EXERCISE REQUIREMENTS:
Only the first line of the listing and the lines after it, up to and including the one containing "#[derive(Debug, Clone, PartialEq)]", should be retyped exactly.

DATASET EXTRACT:
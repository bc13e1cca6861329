use parquet::basic::Type as PhysicalType;
use parquet::data_type::{ByteArray, FixedLenByteArray, Int96};
use uuid::Uuid;

use crate::schema::{LogicalAnnotation, PrimitiveNode};

use super::decimal::{self, DecimalError};
use super::error::ValueError;
use super::float16;
use super::raw::RawValue;
use super::temporal;

/// On-disk-ready value for one leaf cell, tagged by physical type
#[derive(Debug, Clone, PartialEq)]
pub enum ColumnCell {
    /// BOOLEAN
    Boolean(bool),
    /// INT32
    Int32(i32),
    /// INT64
    Int64(i64),
    /// INT96
    Int96(Int96),
    /// FLOAT
    Float(f32),
    /// DOUBLE
    Double(f64),
    /// BINARY
    ByteArray(ByteArray),
    /// FIXED_LEN_BYTE_ARRAY
    FixedLenByteArray(FixedLenByteArray),
}

impl ColumnCell {
    /// Physical type this cell belongs to
    pub fn physical_type(&self) -> PhysicalType {
        match self {
            ColumnCell::Boolean(_) => PhysicalType::BOOLEAN,
            ColumnCell::Int32(_) => PhysicalType::INT32,
            ColumnCell::Int64(_) => PhysicalType::INT64,
            ColumnCell::Int96(_) => PhysicalType::INT96,
            ColumnCell::Float(_) => PhysicalType::FLOAT,
            ColumnCell::Double(_) => PhysicalType::DOUBLE,
            ColumnCell::ByteArray(_) => PhysicalType::BYTE_ARRAY,
            ColumnCell::FixedLenByteArray(_) => PhysicalType::FIXED_LEN_BYTE_ARRAY,
        }
    }

    /// Approximate encoded size in bytes, used for row-group sizing
    pub fn encoded_size(&self) -> usize {
        match self {
            ColumnCell::Boolean(_) => 1,
            ColumnCell::Int32(_) | ColumnCell::Float(_) => 4,
            ColumnCell::Int64(_) | ColumnCell::Double(_) => 8,
            ColumnCell::Int96(_) => 12,
            ColumnCell::ByteArray(v) => 4 + v.len(),
            ColumnCell::FixedLenByteArray(v) => v.len(),
        }
    }
}

/// Leaf column a value is being coerced for
#[derive(Debug, Clone, Copy)]
pub struct ColumnTarget<'a> {
    /// Dotted column path, for diagnostics
    pub column: &'a str,
    /// Storage type
    pub physical_type: PhysicalType,
    /// Effective annotation
    pub annotation: LogicalAnnotation,
    /// Byte width for FIXED_LEN_BYTE_ARRAY
    pub fixed_length: Option<i32>,
}

impl<'a> ColumnTarget<'a> {
    /// Target for a leaf. The leaf's own annotation wins; `hint` only applies
    /// when the leaf declares none.
    pub fn for_leaf(node: &'a PrimitiveNode, hint: Option<LogicalAnnotation>) -> Self {
        let annotation = match (node.annotation, hint) {
            (LogicalAnnotation::None, Some(hint)) => hint,
            (own, _) => own,
        };
        Self {
            column: node.path.as_str(),
            physical_type: node.physical_type,
            annotation,
            fixed_length: node.fixed_length,
        }
    }
}

/// Convert one raw value into the exact representation its column stores.
///
/// `null`, objects and arrays are structural and handled by the row
/// assembler; they only reach this function for JSON-annotated leaves.
pub fn coerce(raw: &RawValue, target: &ColumnTarget<'_>) -> Result<ColumnCell, ValueError> {
    match raw {
        RawValue::Null => Err(unsupported(raw, target)),
        RawValue::Boolean(b) => match target.physical_type {
            PhysicalType::BOOLEAN => Ok(ColumnCell::Boolean(*b)),
            _ => Err(unsupported(raw, target)),
        },
        RawValue::Integer(i) => from_integer(*i, raw, target),
        RawValue::Float(f) => from_float(*f, raw, target),
        RawValue::Text(s) => from_text(s, raw, target),
        RawValue::Bytes(bytes) => from_bytes(bytes, raw, target),
        RawValue::Object(_) | RawValue::Array(_) => {
            match (target.physical_type, target.annotation) {
                (PhysicalType::BYTE_ARRAY, LogicalAnnotation::Json) => {
                    let text = raw.to_json().to_string();
                    Ok(ColumnCell::ByteArray(ByteArray::from(text.into_bytes())))
                }
                _ => Err(unsupported(raw, target)),
            }
        }
    }
}

fn from_integer(i: i128, raw: &RawValue, target: &ColumnTarget<'_>) -> Result<ColumnCell, ValueError> {
    match (target.physical_type, target.annotation) {
        (_, LogicalAnnotation::Decimal { precision, scale }) => {
            let unscaled = decimal::unscaled_from_integer(i, scale)
                .map_err(|e| decimal_error(e, raw, target, precision))?;
            store_decimal(unscaled, raw, target, precision)
        }
        (PhysicalType::INT32, LogicalAnnotation::Int { bit_width, signed }) => {
            let (min, max) = int_bounds(bit_width, signed);
            if i < min || i > max {
                return Err(out_of_range(raw, target, &target.annotation.to_string()));
            }
            // UINT32 keeps its bit pattern in the signed physical width
            Ok(ColumnCell::Int32(i as u32 as i32))
        }
        (PhysicalType::INT32, _) => i32::try_from(i)
            .map(ColumnCell::Int32)
            .map_err(|_| out_of_range(raw, target, "INT32")),
        (PhysicalType::INT64, LogicalAnnotation::Int { signed: false, .. }) => u64::try_from(i)
            .map(|v| ColumnCell::Int64(v as i64))
            .map_err(|_| out_of_range(raw, target, "UINT64")),
        (PhysicalType::INT64, _) => i64::try_from(i)
            .map(ColumnCell::Int64)
            .map_err(|_| out_of_range(raw, target, "INT64")),
        (PhysicalType::INT96, _) => temporal::int96_from_nanos(i)
            .map(ColumnCell::Int96)
            .ok_or_else(|| out_of_range(raw, target, "INT96 timestamp")),
        (PhysicalType::FLOAT, _) => Ok(ColumnCell::Float(i as f32)),
        (PhysicalType::DOUBLE, _) => Ok(ColumnCell::Double(i as f64)),
        (PhysicalType::FIXED_LEN_BYTE_ARRAY, LogicalAnnotation::Float16) => {
            fixed_cell(float16::f32_to_f16_le_bytes(i as f32).to_vec(), target)
        }
        (PhysicalType::BOOLEAN | PhysicalType::BYTE_ARRAY | PhysicalType::FIXED_LEN_BYTE_ARRAY, _) => {
            Err(unsupported(raw, target))
        }
    }
}

fn from_float(f: f64, raw: &RawValue, target: &ColumnTarget<'_>) -> Result<ColumnCell, ValueError> {
    match (target.physical_type, target.annotation) {
        (_, LogicalAnnotation::Decimal { precision, scale }) => {
            let unscaled = decimal::unscaled_from_f64(f, scale)
                .map_err(|e| decimal_error(e, raw, target, precision))?;
            store_decimal(unscaled, raw, target, precision)
        }
        (PhysicalType::FLOAT, _) => Ok(ColumnCell::Float(f as f32)),
        (PhysicalType::DOUBLE, _) => Ok(ColumnCell::Double(f)),
        (PhysicalType::FIXED_LEN_BYTE_ARRAY, LogicalAnnotation::Float16) => {
            fixed_cell(float16::f32_to_f16_le_bytes(f as f32).to_vec(), target)
        }
        // Integral floats (`3.0`) are lossless for integer columns
        (PhysicalType::INT32 | PhysicalType::INT64, _) if f.fract() == 0.0 && f.abs() < 1e38 => {
            from_integer(f as i128, raw, target)
        }
        (
            PhysicalType::BOOLEAN
            | PhysicalType::INT32
            | PhysicalType::INT64
            | PhysicalType::INT96
            | PhysicalType::BYTE_ARRAY
            | PhysicalType::FIXED_LEN_BYTE_ARRAY,
            _,
        ) => Err(unsupported(raw, target)),
    }
}

fn from_text(s: &str, raw: &RawValue, target: &ColumnTarget<'_>) -> Result<ColumnCell, ValueError> {
    match (target.physical_type, target.annotation) {
        (_, LogicalAnnotation::Decimal { precision, scale }) => {
            let unscaled = decimal::parse_unscaled(s, scale)
                .map_err(|e| decimal_error(e, raw, target, precision))?;
            store_decimal(unscaled, raw, target, precision)
        }
        (PhysicalType::BYTE_ARRAY, _) => Ok(ColumnCell::ByteArray(ByteArray::from(s.as_bytes().to_vec()))),
        (PhysicalType::FIXED_LEN_BYTE_ARRAY, LogicalAnnotation::Uuid) => {
            fixed_cell(decode_uuid_hex(s, target.column)?.to_vec(), target)
        }
        (PhysicalType::FIXED_LEN_BYTE_ARRAY, LogicalAnnotation::Float16) => Err(unsupported(raw, target)),
        (PhysicalType::FIXED_LEN_BYTE_ARRAY, _) => fixed_cell(s.as_bytes().to_vec(), target),
        (PhysicalType::INT32, LogicalAnnotation::Date) => temporal::parse_date(s)
            .map(ColumnCell::Int32)
            .ok_or_else(|| invalid_temporal(s, target, "date (YYYY-MM-DD)")),
        (PhysicalType::INT32, LogicalAnnotation::Time(unit)) => temporal::parse_time(s, unit)
            .and_then(|v| i32::try_from(v).ok())
            .map(ColumnCell::Int32)
            .ok_or_else(|| invalid_temporal(s, target, "time (HH:MM:SS)")),
        (PhysicalType::INT64, LogicalAnnotation::Time(unit)) => temporal::parse_time(s, unit)
            .map(ColumnCell::Int64)
            .ok_or_else(|| invalid_temporal(s, target, "time (HH:MM:SS)")),
        (PhysicalType::INT64, LogicalAnnotation::Timestamp(unit)) => temporal::parse_timestamp(s, unit)
            .map(ColumnCell::Int64)
            .ok_or_else(|| invalid_temporal(s, target, "timestamp (RFC 3339)")),
        (PhysicalType::INT96, _) => temporal::parse_int96(s)
            .map(ColumnCell::Int96)
            .ok_or_else(|| invalid_temporal(s, target, "timestamp (RFC 3339)")),
        (
            PhysicalType::BOOLEAN
            | PhysicalType::INT32
            | PhysicalType::INT64
            | PhysicalType::FLOAT
            | PhysicalType::DOUBLE,
            _,
        ) => Err(unsupported(raw, target)),
    }
}

fn from_bytes(bytes: &[u8], raw: &RawValue, target: &ColumnTarget<'_>) -> Result<ColumnCell, ValueError> {
    match target.physical_type {
        PhysicalType::BYTE_ARRAY => Ok(ColumnCell::ByteArray(ByteArray::from(bytes.to_vec()))),
        PhysicalType::FIXED_LEN_BYTE_ARRAY => fixed_cell(bytes.to_vec(), target),
        PhysicalType::INT96 => {
            if bytes.len() != 12 {
                return Err(ValueError::LengthMismatch {
                    column: target.column.to_string(),
                    expected: 12,
                    actual: bytes.len(),
                });
            }
            let word = |i: usize| u32::from_le_bytes([bytes[i], bytes[i + 1], bytes[i + 2], bytes[i + 3]]);
            let mut value = Int96::new();
            value.set_data(word(0), word(4), word(8));
            Ok(ColumnCell::Int96(value))
        }
        PhysicalType::BOOLEAN
        | PhysicalType::INT32
        | PhysicalType::INT64
        | PhysicalType::FLOAT
        | PhysicalType::DOUBLE => Err(unsupported(raw, target)),
    }
}

fn store_decimal(
    unscaled: i128,
    raw: &RawValue,
    target: &ColumnTarget<'_>,
    precision: i32,
) -> Result<ColumnCell, ValueError> {
    let overflow = || ValueError::DecimalOverflow {
        column: target.column.to_string(),
        value: display(raw),
        precision,
    };
    if !decimal::fits_precision(unscaled, precision) {
        return Err(overflow());
    }
    match target.physical_type {
        PhysicalType::INT32 => i32::try_from(unscaled).map(ColumnCell::Int32).map_err(|_| overflow()),
        PhysicalType::INT64 => i64::try_from(unscaled).map(ColumnCell::Int64).map_err(|_| overflow()),
        PhysicalType::BYTE_ARRAY => Ok(ColumnCell::ByteArray(ByteArray::from(
            decimal::to_minimal_be_bytes(unscaled),
        ))),
        PhysicalType::FIXED_LEN_BYTE_ARRAY => {
            let len = target.fixed_length.unwrap_or(0).max(0) as usize;
            decimal::to_fixed_be_bytes(unscaled, len)
                .map(|bytes| ColumnCell::FixedLenByteArray(FixedLenByteArray::from(bytes)))
                .ok_or_else(overflow)
        }
        PhysicalType::BOOLEAN | PhysicalType::INT96 | PhysicalType::FLOAT | PhysicalType::DOUBLE => {
            Err(unsupported(raw, target))
        }
    }
}

/// Decode 32 hex digits (no dashes) into the 16 UUID bytes
pub fn decode_uuid_hex(text: &str, column: &str) -> Result<[u8; 16], ValueError> {
    let invalid = |reason: String| ValueError::InvalidUuid {
        column: column.to_string(),
        value: text.to_string(),
        reason,
    };
    if text.len() != 32 {
        return Err(invalid(format!("expected 32 hex digits, got {} characters", text.len())));
    }
    Uuid::try_parse(text)
        .map(|uuid| *uuid.as_bytes())
        .map_err(|e| invalid(e.to_string()))
}

/// Lowercase 32-digit hex form of UUID bytes
pub fn encode_uuid_hex(bytes: &[u8; 16]) -> String {
    Uuid::from_bytes(*bytes).simple().to_string()
}

fn fixed_cell(bytes: Vec<u8>, target: &ColumnTarget<'_>) -> Result<ColumnCell, ValueError> {
    let expected = target.fixed_length.unwrap_or(0).max(0) as usize;
    if bytes.len() != expected {
        return Err(ValueError::LengthMismatch {
            column: target.column.to_string(),
            expected,
            actual: bytes.len(),
        });
    }
    Ok(ColumnCell::FixedLenByteArray(FixedLenByteArray::from(bytes)))
}

fn int_bounds(bit_width: u8, signed: bool) -> (i128, i128) {
    let bits = bit_width as u32;
    if signed {
        (-(1i128 << (bits - 1)), (1i128 << (bits - 1)) - 1)
    } else {
        (0, (1i128 << bits) - 1)
    }
}

fn display(raw: &RawValue) -> String {
    match raw {
        RawValue::Text(s) => s.clone(),
        other => other.to_json().to_string(),
    }
}

fn unsupported(raw: &RawValue, target: &ColumnTarget<'_>) -> ValueError {
    ValueError::UnsupportedType {
        column: target.column.to_string(),
        value_type: raw.type_name(),
        physical_type: target.physical_type,
        annotation: target.annotation,
    }
}

fn out_of_range(raw: &RawValue, target: &ColumnTarget<'_>, width: &str) -> ValueError {
    ValueError::OutOfRange {
        column: target.column.to_string(),
        value: display(raw),
        target: width.to_string(),
    }
}

fn invalid_temporal(text: &str, target: &ColumnTarget<'_>, expected: &'static str) -> ValueError {
    ValueError::InvalidTemporal {
        column: target.column.to_string(),
        value: text.to_string(),
        expected,
    }
}

fn decimal_error(error: DecimalError, raw: &RawValue, target: &ColumnTarget<'_>, precision: i32) -> ValueError {
    match error {
        DecimalError::Malformed => ValueError::InvalidDecimal {
            column: target.column.to_string(),
            value: display(raw),
        },
        DecimalError::Overflow => ValueError::DecimalOverflow {
            column: target.column.to_string(),
            value: display(raw),
            precision,
        },
    }
}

ANSWER FOR THIS EXERCISE:
repository bc13e1cca6861329
use parquet::basic::Type as PhysicalType;
use parquet::data_type::{ByteArray, FixedLenByteArray, Int96};
use uuid::Uuid;

use crate::schema::{LogicalAnnotation, PrimitiveNode};

use super::decimal::{self, DecimalError};
use super::error::ValueError;
use super::float16;
use super::raw::RawValue;
use super::temporal;

/// On-disk-ready value for one leaf cell, tagged by physical type
#[derive(Debug, Clone, PartialEq)]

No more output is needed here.